Today’s closing price of BEL shares was 254.60 per share, up 3.71 per cent from previous close 245.50. Shares touch 52-week high on NSE 260.80 in trading today, while the 52-week low of 162.35 was made on 09-August-21, meaning the stock is now trading 56.82 percent above its 52-week low at the current market price. Brokerage company Prabhudas Lilladher has set a target price to buy BEL shares. 285, which would be a new high for the stock. At the current share price, the brokerage estimates a growth potential of 11.94 per cent for the shares of Bharat Electronics, which currently holds debt-free status as per Value Research.

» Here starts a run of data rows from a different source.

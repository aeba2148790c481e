//! Worker thread management
//!
//! Workers are OS threads that run fibers for one event loop. Each worker
//! pulls new tasks from the loop's shared queue, wraps them in fibers and
//! resumes its own woken fibers.

use std::sync::atomic::Ordering;
use std::sync::Arc;
use std::thread::{self, JoinHandle};

use dispatch_core::{kdebug, kerror, kprint, kwarn, FiberState, SchedResult, WorkerError};

use crate::event_loop::LoopShared;
use crate::fiber::{self, Fiber};
use crate::ready_queue::{Task, Work};
use crate::tls;

/// Spawn worker `worker_id` for `shared`
pub(crate) fn spawn_worker(shared: &Arc<LoopShared>, worker_id: usize) -> SchedResult<JoinHandle<()>> {
    let thread_name = format!("{}-worker-{}", shared.name, worker_id);
    let shared = Arc::clone(shared);
    thread::Builder::new()
        .name(thread_name.clone())
        .spawn(move || worker_main_loop(shared, worker_id))
        .map_err(|e| {
            kerror!("failed to spawn {}: {}", thread_name, e);
            WorkerError::SpawnFailed.into()
        })
}

fn worker_main_loop(shared: Arc<LoopShared>, worker_id: usize) {
    tls::set_worker_id(worker_id);
    kprint::set_context(format!("{}/w{}", shared.name, worker_id));
    kdebug!("started");

    let spin_limit = shared.config.idle_spins;
    let park_timeout = shared.config.park_timeout;
    let mut idle_spins = 0u32;

    loop {
        if shared.past_stop_deadline() {
            kdebug!("stop grace period elapsed, exiting");
            break;
        }

        match shared.queue.pop(worker_id) {
            Some(Work::Spawn(task)) => {
                idle_spins = 0;
                spawn_fiber(&shared, worker_id, task);
            }
            Some(Work::Resume(fiber)) => {
                idle_spins = 0;
                run_on_worker(&shared, fiber);
            }
            None => {
                if shared.drained() {
                    kdebug!("drained, exiting");
                    break;
                }
                if idle_spins < spin_limit {
                    // Quick spin first (catch fast wake→resume cycles)
                    idle_spins += 1;
                    for _ in 0..32 {
                        std::hint::spin_loop();
                    }
                    thread::yield_now();
                } else {
                    shared.queue.park(worker_id, park_timeout);
                    idle_spins = 0;
                }
            }
        }
    }

    kprint::clear_context();
    tls::clear_worker_id();
}

/// Give `task` a fiber homed on this worker and start it
fn spawn_fiber(shared: &Arc<LoopShared>, worker_id: usize, task: Task) {
    let stack = shared.stacks.acquire();
    let fiber = Fiber::new(task, stack, worker_id, Arc::downgrade(shared));
    shared.live_fibers.fetch_add(1, Ordering::AcqRel);
    run_on_worker(shared, fiber);
}

/// Run a fiber until it suspends, then act on the state it left in
fn run_on_worker(shared: &LoopShared, fiber: Arc<Fiber>) {
    match fiber::run_fiber(&fiber) {
        FiberState::Ready => {
            // Yielded - back of this worker's queue
            shared.queue.push_resume(fiber.home(), fiber);
        }
        FiberState::Finished => {
            if let Some(stack) = fiber.take_stack() {
                shared.stacks.release(stack);
            }
            shared.live_fibers.fetch_sub(1, Ordering::AcqRel);
        }
        FiberState::Blocked => {
            // Whoever it waits on holds a waker
        }
        state => kwarn!("fiber {} switched out in unexpected state {:?}", fiber.id(), state),
    }
}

The brokerage said in a note that “Bharat Electronics (BEL) has outperformed our and consensus estimates in the first quarter of FY13. Gross margin grew ~30bps YoY to 41.9% in Q1FY23. EBITDA margins remained healthy at 16.5 per cent, driven by strong revenue growth and better absorption of fixed costs. The order book is Rs.553.3 billion, 3.3x TTM revenue which provides further revenue visibility. The order pipeline from Akash Weapon System, QRSAM, LRSAM and Naval Equipment like Surveillance System, Radar, Navigation System etc. is strong.”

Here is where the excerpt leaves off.